## WORK TO COMPLETE
Pull every line holding the word "store" out of the data and copy it.

## Collection entries
*** Block opens ***
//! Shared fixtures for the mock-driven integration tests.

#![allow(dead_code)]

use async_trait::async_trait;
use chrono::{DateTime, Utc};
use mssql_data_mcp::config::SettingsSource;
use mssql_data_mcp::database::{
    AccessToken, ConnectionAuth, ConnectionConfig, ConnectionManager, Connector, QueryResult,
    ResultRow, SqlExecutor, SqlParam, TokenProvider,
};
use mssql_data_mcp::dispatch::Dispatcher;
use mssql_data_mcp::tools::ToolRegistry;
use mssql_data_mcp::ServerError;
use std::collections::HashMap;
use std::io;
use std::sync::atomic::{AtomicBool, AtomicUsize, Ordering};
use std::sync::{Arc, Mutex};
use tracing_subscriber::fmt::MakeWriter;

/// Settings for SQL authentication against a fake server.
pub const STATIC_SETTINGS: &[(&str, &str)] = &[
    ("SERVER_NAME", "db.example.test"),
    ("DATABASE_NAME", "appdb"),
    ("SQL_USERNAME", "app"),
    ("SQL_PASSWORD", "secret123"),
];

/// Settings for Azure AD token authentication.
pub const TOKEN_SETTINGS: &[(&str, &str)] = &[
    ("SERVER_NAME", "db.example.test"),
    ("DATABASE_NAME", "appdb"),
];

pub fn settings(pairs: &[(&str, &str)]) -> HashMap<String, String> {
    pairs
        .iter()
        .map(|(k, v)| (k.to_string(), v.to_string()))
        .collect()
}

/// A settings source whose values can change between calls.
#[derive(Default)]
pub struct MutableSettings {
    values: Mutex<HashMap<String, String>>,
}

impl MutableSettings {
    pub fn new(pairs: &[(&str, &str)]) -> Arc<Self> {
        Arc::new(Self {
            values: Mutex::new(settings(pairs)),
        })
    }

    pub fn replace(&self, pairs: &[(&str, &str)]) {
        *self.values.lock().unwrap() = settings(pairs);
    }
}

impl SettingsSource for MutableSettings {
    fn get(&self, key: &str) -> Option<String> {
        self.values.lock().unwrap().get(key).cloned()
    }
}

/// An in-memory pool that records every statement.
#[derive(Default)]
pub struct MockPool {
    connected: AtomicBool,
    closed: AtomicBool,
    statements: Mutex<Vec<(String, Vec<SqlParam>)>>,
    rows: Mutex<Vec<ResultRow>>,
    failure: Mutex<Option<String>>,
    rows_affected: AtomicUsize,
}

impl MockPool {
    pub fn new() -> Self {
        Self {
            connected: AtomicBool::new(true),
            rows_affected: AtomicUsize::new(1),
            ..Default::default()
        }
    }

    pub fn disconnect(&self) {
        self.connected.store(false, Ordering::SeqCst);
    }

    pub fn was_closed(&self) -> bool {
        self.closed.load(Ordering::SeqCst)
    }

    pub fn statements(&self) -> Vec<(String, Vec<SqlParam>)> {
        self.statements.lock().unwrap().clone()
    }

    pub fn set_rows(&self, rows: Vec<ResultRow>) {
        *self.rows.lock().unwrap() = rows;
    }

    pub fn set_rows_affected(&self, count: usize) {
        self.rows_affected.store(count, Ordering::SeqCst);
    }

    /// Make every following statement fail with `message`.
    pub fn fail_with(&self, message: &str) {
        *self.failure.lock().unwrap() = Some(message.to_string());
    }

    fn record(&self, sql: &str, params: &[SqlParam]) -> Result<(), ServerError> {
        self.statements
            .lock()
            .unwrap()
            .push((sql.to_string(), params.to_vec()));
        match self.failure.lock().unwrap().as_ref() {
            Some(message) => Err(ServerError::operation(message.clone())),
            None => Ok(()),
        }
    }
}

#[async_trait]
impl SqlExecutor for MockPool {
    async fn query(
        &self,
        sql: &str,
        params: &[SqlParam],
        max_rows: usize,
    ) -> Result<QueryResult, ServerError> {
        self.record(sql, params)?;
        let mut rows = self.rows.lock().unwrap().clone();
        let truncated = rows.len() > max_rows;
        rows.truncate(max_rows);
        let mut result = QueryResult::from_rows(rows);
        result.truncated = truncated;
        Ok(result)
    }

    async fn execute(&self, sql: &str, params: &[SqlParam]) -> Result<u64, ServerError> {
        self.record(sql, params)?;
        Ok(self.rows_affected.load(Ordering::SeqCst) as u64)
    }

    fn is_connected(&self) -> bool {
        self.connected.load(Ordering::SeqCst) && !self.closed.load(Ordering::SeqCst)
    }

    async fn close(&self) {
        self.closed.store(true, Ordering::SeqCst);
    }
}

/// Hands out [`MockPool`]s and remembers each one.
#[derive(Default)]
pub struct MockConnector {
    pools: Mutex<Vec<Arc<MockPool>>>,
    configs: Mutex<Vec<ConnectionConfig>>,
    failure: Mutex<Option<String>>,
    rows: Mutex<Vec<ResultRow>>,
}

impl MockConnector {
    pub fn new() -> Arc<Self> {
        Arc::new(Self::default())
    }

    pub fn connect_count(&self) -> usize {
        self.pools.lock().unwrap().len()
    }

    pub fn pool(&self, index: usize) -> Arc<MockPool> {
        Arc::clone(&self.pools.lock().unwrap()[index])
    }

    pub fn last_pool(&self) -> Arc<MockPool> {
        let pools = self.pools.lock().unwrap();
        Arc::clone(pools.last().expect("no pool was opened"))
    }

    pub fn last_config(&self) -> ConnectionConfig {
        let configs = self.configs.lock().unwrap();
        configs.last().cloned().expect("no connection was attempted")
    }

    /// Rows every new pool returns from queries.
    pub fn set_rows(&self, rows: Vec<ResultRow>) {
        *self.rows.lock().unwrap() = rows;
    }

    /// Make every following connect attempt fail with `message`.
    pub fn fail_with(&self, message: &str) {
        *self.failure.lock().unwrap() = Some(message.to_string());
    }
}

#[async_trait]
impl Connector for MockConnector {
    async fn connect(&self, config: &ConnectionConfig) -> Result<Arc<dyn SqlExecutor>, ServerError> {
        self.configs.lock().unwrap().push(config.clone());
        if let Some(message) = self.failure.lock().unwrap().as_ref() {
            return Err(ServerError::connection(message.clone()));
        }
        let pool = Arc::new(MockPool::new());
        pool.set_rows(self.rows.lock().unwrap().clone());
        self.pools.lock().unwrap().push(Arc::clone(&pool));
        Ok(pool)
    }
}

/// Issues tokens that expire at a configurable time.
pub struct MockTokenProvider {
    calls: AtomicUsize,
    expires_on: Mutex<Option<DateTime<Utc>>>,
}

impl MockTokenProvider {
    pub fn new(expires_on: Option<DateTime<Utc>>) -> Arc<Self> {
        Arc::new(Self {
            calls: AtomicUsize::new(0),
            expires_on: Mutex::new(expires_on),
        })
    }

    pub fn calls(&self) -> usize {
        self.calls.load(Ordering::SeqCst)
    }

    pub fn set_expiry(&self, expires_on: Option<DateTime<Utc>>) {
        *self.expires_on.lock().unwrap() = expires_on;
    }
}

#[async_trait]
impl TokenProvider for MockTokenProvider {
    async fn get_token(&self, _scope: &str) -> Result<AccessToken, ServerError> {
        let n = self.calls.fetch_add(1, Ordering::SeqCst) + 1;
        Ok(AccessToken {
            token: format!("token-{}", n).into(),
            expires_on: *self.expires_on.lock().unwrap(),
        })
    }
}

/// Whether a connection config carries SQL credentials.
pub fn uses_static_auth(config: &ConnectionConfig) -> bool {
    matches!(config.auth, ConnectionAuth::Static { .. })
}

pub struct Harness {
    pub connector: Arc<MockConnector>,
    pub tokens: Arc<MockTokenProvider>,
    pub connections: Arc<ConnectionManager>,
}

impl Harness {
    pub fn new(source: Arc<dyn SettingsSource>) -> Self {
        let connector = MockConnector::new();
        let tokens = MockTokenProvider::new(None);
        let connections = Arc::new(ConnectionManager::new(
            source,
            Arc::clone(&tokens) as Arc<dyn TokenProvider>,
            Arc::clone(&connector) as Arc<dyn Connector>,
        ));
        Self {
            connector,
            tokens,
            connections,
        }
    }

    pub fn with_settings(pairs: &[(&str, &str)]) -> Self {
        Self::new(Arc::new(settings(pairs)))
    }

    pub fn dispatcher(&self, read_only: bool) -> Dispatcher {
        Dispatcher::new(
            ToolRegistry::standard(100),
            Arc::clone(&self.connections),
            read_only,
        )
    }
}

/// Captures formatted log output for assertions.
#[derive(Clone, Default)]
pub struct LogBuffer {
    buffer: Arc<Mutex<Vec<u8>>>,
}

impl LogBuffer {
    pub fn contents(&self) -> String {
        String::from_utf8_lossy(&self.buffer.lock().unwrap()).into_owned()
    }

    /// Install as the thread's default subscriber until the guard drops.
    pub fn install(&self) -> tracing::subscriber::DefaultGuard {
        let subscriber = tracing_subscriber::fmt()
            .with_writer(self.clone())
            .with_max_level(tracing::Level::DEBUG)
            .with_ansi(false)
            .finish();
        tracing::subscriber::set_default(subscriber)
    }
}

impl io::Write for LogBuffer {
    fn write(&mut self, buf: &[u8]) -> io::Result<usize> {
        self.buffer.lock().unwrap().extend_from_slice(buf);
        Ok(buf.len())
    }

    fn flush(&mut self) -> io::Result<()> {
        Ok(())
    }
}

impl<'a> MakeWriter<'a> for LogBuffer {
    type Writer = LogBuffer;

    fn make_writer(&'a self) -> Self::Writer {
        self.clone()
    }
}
*** Block closes ***
## REPLY
        self.connected.store(false, Ordering::SeqCst);
        self.rows_affected.store(count, Ordering::SeqCst);
        self.closed.store(true, Ordering::SeqCst);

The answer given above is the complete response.